Let's get this out of the way: When people talk about the cost of college, financial advisors will often talk about the importance of saving. This is natural for a financial advisor to do because it involves some pretty easily calculable things. You know how much you want to save (or can guess) and you know the timeline (roughly, as long as you know how old your child is, you have an idea when they will go to college. 529 plans make it easy for us to say something like "if you save $100/month in the target date plan option then you will likely have around $35,000 when your child starts school." If you just want to pre-pay tuition, Mississippi offers a nice pre-paid plan called MPACT that lets you lock in tuition prices now for a single transparent price based on the age of the child, the number of credit hours and what type of education you want to pay for. (The price chart is here). These are easy and natural things for a financial advisor to talk about.

The other topic that comes up a lot, especially now, is student loans. Student loans are almost unavoidable these days. Student loans are in the news. Everyone talks about the cases where people have six digits of student loan debt and no great prospects.
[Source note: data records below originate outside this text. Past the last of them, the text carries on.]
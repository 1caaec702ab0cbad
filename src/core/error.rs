//! Configuration errors.
//!
//! Everything here is detected eagerly at setup or request-validation
//! time, before any simulation runs. Per-game irregularities (mulligan
//! exhaustion, an effect finding no target, the resolution loop hitting
//! its ceiling) are *not* errors - they are ordinary outcomes carried
//! on records and effect results.

use thiserror::Error;

use crate::cards::{DECK_SIZE, MAX_COPIES};

/// A setup or request rejected before any simulation ran.
#[derive(Error, Debug, Clone, PartialEq, Eq)]
pub enum ConfigError {
    #[error("deck must contain exactly {DECK_SIZE} cards, got {total}")]
    DeckSize { total: usize },

    #[error("at most {MAX_COPIES} copies of one card allowed, got {count} of \"{name}\"")]
    TooManyCopies { name: String, count: u8 },

    #[error("\"{name}\" in the draw order is not a known draw-effect card")]
    UnknownDrawCard { name: String },

    #[error("\"{name}\" in the draw order is not in the deck")]
    DrawCardNotInDeck { name: String },

    #[error("{field} must name at least one card")]
    EmptyCardList { field: &'static str },

    #[error("at most 3 target cards supported, got {count}")]
    TooManyTargets { count: usize },

    #[error("target turn must be between 1 and 3, got {turn}")]
    TurnOutOfRange { turn: u32 },

    #[error("simulation count must be positive")]
    NoTrials,

    #[error("no deck configured; call setup first")]
    NotConfigured,

    #[error("multi-card requests have no closed-form solution; use simulation")]
    UnsupportedClosedForm,
}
For a financial advisor, if you have clients with student loans, you have to deal with them. There are a few options for dealing with them and a few considerations you have to make with student loans, but they are a finite problem. You can deal with them. In general, income based repayment plans are an excellent options. Be careful about getting the loans, and be prompt with your repayments.

If you need loans to pay for school, do not be afraid of them. If used well, this will rank amongst the best debt you take in your life. For many people, a university education will have a high return on investment, and if you can borrow at fixed rates to fund that investment, all the better. Don't be afraid of the debt, just be very careful about the amount you use.

For what it is worth, I do not think student loans are the problem, it is the cost of college that is the problem. With that in mind, lets turn to the more interesting, more complicated third pillar of educational funding. This involves directly reducing the cost of college through finding the right college, getting a better offer and tinkering with your financial aid eligibility. I will generously call this "everything else".

With the average cost of college brushing up against $10,000 for an in-state public university, $24,000 for out of state or $33,000 for a private college, plus another $10,000 for room and board and a few thousand for other expenses, it is easy to see that this is a HUGE financial decision. Furthermore, it is a HUGE financial decision that is placed largely in the hands of a high school student who does not really understand all of the implications. Getting a discount on the sticker price can translate to big savings.

Let's go ahead and get this out of the way. One way to reduce the cost of college is for the parent to just put their foot down. If you have looked at your budget and assets enough and have a good grasp of what you can afford, just put an upper limit on it and let that be the law. But beyond cutting off heads, lets look at what can be done to reduce that price you pay, now and in the future!

There is a lot of talk about making sure that you are getting in to a major that will get you a good paying job when you leave. This is important, of course, and everyone should pay attention to this as they think about what they want to study and be. As a caller on the radio mentioned, it is more than just the academics, but it is the people, it is the network. If there is a specific company you want to work for, study what schools that company has relationships with. Where do they recruit key personnel from?Other schools will have reputations for sending student to work in specific industries. This is important, and should not be ignored. Getting a return out of your college investment should be kept in mind as a key, if not primary, goal.

A classic way of reducing college cost for most people is to look at going to Community College first. This will benefit MOST college bound high schoolers. Higher achieving students who have taken AP classes and Dual Enrollment classes may not have much left to get out of Community College, but most everyone else may. Not only is Community College tuition cheaper, but there are initiates underway to make it free! Scholarships based on ACT scores are pretty straightforward with most Mississippi Community Colleges as well. Lastly, living at home is a practical possibility as most community colleges have multiple convenient locations.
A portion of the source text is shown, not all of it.